TASK BRIEF: Return each line in the records below that includes "derive".

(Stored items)

>>

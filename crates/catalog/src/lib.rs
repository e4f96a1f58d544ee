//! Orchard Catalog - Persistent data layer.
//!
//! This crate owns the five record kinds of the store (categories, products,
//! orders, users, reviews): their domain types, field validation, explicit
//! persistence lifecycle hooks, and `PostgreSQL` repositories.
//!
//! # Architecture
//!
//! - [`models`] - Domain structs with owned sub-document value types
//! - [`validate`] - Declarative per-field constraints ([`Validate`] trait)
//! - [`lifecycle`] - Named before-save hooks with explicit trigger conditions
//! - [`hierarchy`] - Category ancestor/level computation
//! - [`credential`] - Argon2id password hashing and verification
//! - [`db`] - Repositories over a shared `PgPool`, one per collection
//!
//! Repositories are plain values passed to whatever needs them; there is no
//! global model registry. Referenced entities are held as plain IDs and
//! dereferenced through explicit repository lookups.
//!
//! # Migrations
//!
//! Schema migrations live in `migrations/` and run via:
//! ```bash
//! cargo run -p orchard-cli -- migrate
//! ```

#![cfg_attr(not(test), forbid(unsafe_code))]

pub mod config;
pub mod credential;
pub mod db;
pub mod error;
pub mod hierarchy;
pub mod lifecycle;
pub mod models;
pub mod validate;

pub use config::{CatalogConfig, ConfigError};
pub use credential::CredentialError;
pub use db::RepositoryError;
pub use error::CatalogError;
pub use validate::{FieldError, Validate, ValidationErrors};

<<
>>

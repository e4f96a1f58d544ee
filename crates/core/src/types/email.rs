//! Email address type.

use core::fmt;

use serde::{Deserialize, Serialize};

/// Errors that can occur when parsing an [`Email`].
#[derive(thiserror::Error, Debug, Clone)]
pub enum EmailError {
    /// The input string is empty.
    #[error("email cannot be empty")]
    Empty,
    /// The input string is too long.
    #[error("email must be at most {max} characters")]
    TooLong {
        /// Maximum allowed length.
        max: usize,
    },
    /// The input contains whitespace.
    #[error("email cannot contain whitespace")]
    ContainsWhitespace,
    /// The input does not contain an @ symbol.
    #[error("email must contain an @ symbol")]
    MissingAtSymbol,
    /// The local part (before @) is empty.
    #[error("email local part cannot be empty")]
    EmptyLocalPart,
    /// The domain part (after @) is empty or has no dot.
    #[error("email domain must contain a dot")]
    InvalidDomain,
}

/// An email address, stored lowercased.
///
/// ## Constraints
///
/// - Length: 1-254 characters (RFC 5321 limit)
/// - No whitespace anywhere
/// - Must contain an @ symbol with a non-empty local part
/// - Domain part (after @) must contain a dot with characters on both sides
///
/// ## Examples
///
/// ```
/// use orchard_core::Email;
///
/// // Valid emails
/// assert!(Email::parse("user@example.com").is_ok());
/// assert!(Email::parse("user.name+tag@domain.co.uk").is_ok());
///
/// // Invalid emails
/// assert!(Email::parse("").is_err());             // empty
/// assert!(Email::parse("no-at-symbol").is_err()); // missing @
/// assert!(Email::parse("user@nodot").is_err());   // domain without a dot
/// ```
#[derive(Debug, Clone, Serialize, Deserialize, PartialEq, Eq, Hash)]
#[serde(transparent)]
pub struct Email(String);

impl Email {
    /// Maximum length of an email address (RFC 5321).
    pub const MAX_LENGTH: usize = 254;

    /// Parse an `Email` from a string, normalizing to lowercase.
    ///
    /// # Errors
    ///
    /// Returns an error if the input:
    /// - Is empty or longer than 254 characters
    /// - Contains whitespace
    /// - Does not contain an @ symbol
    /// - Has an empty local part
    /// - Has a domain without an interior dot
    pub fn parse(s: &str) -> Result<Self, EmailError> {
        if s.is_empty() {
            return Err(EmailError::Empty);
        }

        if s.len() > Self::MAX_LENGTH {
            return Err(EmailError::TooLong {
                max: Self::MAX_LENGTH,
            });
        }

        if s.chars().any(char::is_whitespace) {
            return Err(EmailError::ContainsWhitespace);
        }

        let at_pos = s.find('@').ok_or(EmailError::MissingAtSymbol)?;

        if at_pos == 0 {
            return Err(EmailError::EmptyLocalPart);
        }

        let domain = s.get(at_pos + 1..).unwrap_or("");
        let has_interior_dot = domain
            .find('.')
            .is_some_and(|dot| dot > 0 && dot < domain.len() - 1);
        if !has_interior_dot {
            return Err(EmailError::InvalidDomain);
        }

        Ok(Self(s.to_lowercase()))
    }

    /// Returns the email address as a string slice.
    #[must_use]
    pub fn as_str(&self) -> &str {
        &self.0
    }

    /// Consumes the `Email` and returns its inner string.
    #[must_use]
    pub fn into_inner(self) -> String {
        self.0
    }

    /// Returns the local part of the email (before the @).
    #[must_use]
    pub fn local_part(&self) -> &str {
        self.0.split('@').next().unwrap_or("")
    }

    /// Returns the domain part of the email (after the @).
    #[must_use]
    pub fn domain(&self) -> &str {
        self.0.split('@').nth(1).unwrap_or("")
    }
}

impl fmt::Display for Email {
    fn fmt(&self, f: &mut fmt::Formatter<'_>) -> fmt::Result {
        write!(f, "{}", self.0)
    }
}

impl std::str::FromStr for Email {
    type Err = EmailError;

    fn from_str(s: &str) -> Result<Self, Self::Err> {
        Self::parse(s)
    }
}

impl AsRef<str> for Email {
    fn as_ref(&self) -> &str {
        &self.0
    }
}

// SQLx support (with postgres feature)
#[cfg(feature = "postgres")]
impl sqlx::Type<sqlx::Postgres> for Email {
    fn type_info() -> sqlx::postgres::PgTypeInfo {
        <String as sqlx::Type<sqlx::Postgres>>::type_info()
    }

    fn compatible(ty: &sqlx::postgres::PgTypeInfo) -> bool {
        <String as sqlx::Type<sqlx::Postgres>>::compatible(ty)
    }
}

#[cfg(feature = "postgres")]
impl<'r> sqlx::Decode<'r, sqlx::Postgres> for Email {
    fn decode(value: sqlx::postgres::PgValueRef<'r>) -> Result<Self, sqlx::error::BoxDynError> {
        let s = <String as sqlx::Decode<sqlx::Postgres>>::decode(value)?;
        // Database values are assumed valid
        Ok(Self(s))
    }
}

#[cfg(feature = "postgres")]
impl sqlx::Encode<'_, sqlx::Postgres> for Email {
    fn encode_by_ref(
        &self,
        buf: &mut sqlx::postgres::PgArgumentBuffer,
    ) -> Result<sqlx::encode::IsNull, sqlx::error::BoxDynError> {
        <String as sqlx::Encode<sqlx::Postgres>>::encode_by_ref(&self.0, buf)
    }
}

<<

COMPLETED EXERCISE:
#[derive(thiserror::Error, Debug, Clone)]
#[derive(Debug, Clone, Serialize, Deserialize, PartialEq, Eq, Hash)]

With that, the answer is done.